Personal information
- Date of birth: 28 February 1968 (age 58)
- Place of birth: Estelí, Nicaragua
- Position: Defender

Senior career*
- Years: Team / Apps / (Gls)
- 1984–1991: Real Estelí /  / (62)
- 1991–1993: Atlético Indio
- 1994–1999: Real Estelí

International career
- 1992–1999: Nicaragua / 11 / (0)

Managerial career
- 2002–2009: Real Estelí
- 2008–2009: Nicaragua
- 2009–2018: Real Estelí
- 2022–2025: Real Esteli
- 2026: Nicaragua (caretaker)

= Otoniel Olivas =

Nicaraguan football manager and former player

Ramón Otoniel Olivas Ruiz (born 28 February 1968) is a Nicaraguan football manager and former player.

From 2008 to 2009 he was the head coach the Nicaragua national football team. He was also the caretaker manager of the national team in 2026.

==Club career==
During his career he played for Real Estelí for whom he scored 62 goals in 16 years in Nicaragua, Atlético Indio in Honduras and Atlético Marte in El Salvador. He is considered one of the best central defenders to have played in and for Nicaragua.

==International career==
Olivas made his debut for Nicaragua in a July 1992 FIFA World Cup qualification match against El Salvador and has earned a total of 11 caps, scoring no goals.

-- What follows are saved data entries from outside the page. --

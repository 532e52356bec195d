//! Core types for the Taskmill task-orchestration engine.
//!
//! Defines the notification/callback bus, the phase/report execution record,
//! platform affinity, and workspace-wide configuration and errors.

pub mod config;
pub mod error;
pub mod events;
pub mod types;

pub use config::MillConfig;
pub use error::{CallbackError, CoreError, Result};
pub use events::{
    Callback, CallbackBus, CallbackFactory, CatalogReloaded, HostInit, HostLoad, HostQuit,
    HostUpdate, InterfaceKey, Notification, NotifyArgs, NotifyOutcome, ProgressClear,
    TaskFinished, TaskStarted,
};
pub use types::{Phase, PhaseResult, Platform, Report};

He has represented his country in 4 FIFA World Cup qualification matches and played at the 1993, 1995, 1997 and 1999 UNCAF Nations Cups.

His final international was a March 1999 UNCAF Nations Cup match against El Salvador.

==Managerial career==
Olivas has managed Real Estelí since 2003, but was appointed national team manager for the 2009 UNCAF Nations Cup.

===Titles===

| Season | Team | Title |
|---|---|---|
| 2002-03 | Real Estelí | Primera División de Nicaragua |
| 2003-04 | Real Estelí | Primera División de Nicaragua |
| 2006-07 | Real Estelí | Primera División de Nicaragua |
| 2007-08 | Real Estelí | Primera División de Nicaragua |
| 2008-09 | Real Estelí | Primera División de Nicaragua |
| 2009-10 | Real Estelí | Primera División de Nicaragua |
| 2010-11 | Real Estelí | Primera División de Nicaragua |
| 2011-12 | Real Estelí | Primera División de Nicaragua |
| 2012-13 | Real Estelí | Primera División de Nicaragua |
| 2013-14 | Real Estelí | Primera División de Nicaragua |
| 2015-16 | Real Estelí | Primera División de Nicaragua |
| 2016-17 | Real Estelí | Primera División de Nicaragua |
| Apertura 2022 | Real Estelí | Primera División de Nicaragua |
| Clausura 2023 | Real Estelí | Primera División de Nicaragua |
| 2023 | Real Estelí | Copa de Nicaragua |

==Personal life==
His brother, Samuel Olivas, also played for the national team.